Мы находим уже волнующимся среди софистов вопрос о природе языка. Признавая, что язык — это знак, должны ли мы принимать это как означающее духовную необходимость (phusis) или как психологическую конвенцию (nomos)? Аристотель внес ценный вклад в этот трудный вопрос, когда говорил о своего рода суждении, отличном от тех, которые предикатируют истину или ложь, то есть логику. У него «euchae» — это термин, подходящий для обозначения желаний и стремлений, которые являются носителем поэзии и ораторского искусства. (Следует помнить, что для Аристотеля слова, как и поэзия, принадлежали к мимесису.) Глубокое замечание о третьем способе суждения, можно было бы подумать, привело бы естественным образом к отделению лингвистического от логики и к его классификации с поэзией и искусством. Но аристотелевская логика приняла вербальный и формальный характер, который отбросил достижение этой позиции на много сотен лет назад. И все же гений Эпикура имел интуицию истины, когда заметил, что разнообразие имен для одних и тех же вещей возникает не из произвольного каприза, а из разнообразного впечатления, полученного от одного и того же объекта. Стоики, тоже, кажется, имели представление о нелогической природе речи, но их использование слова «lekton» оставляет сомнительным, различали ли они им лингвистическое представление от абстрактного понятия или, скорее, генерически, значение от звука.

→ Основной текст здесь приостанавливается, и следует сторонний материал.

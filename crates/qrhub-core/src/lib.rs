//! # QRHub Core
//!
//! The domain layer of QRHub.
//! This crate contains the business rules for issuing access tokens and
//! managing QR code images, with zero infrastructure dependencies.

pub mod domain;
pub mod error;
pub mod ports;
pub mod services;

pub use error::DomainError;
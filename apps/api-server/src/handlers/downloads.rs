//! Public image download.

use actix_web::{HttpResponse, http::header, web};

use crate::middleware::error::AppResult;
use crate::state::AppState;

/// GET /{download_folder}/{filename}
pub async fn download(state: web::Data<AppState>, path: web::Path<String>) -> AppResult<HttpResponse> {
    let filename = path.into_inner();
    let bytes = state.qr_codes.download(&filename).await?;

    Ok(HttpResponse::Ok()
        .content_type(state.qr_codes.media_type())
        // The name is derived from the target URL, so the content never changes.
        .insert_header((header::CACHE_CONTROL, "public, max-age=86400"))
        .body(bytes))
}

[5] В Приложении можно найти еще более примечательные цитаты из Аристотеля и ссылки на него. — (Д.А.)
II
ЭСТЕТИЧЕСКИЕ ИДЕИ В СРЕДНИЕ ВЕКА И В ЭПОХУ ВОЗРОЖДЕНИЯ Почти все теории античной эстетики вновь появляются в Средние века, словно в результате самозарождения. Дунс Скот Эриугена перевел неоплатонический мистицизм псевдо-Дионисия. Христианский Бог занял место высшего Блага или Идеи: Бог, мудрость, благость, высшая красота — вот источники природной красоты, и они являются ступенями на лестнице созерцания Творца. Таким образом, спекулятивная мысль начала отвлекаться от факта искусства, который был столь значим у Плотина. Фома Аквинский последовал за Аристотелем в различении прекрасного и благого и применил свое учение о подражании к красоте второго лица Троицы (in quantum est imago expressa Patris). У трубадуров можно найти следы гедонистического взгляда на искусство, а ригористическая гипотеза находит своих стойких защитников в лице Тертуллиана и некоторых Отцов Церкви. Реакционер Савонарола занимал ту же позицию в более поздний период. Но по большей части преобладал наркотический, моралистический или педагогический взгляд, поскольку он лучше всего подходил эпохе относительного упадка культуры. Он прекрасно подходил Средневековью, предлагая оправдание как для новорожденного христианского искусства, так и для тех произведений классического или языческого искусства, которые еще сохранились. Образцы такого взгляда в изобилии встречаются на протяжении всего Средневековья. Мы находим его, например, в критике Вергилия, чьим произведениям приписывались четыре различных смысла: буквальный, аллегорический, моральный и анагогический. Для Данте поэзия была nihil aliud quam fictio rhetorica in musicaque posita. «Если простонародье не способно оценить мой внутренний смысл, то пусть хотя бы склонит свои умы к совершенству моей красоты. Если вы не можете почерпнуть из меня мудрость, то, по крайней мере, наслаждайтесь мною как приятной вещью». Так говорила Муза Данте, чей «Пир» (Convivio) является попыткой помочь разуму в его стремлении постичь моральные и педагогические элементы стиха. Поэзия была gaia scienza, «вымыслом, содержащим много полезных вещей, прикрытых или скрытых завесой».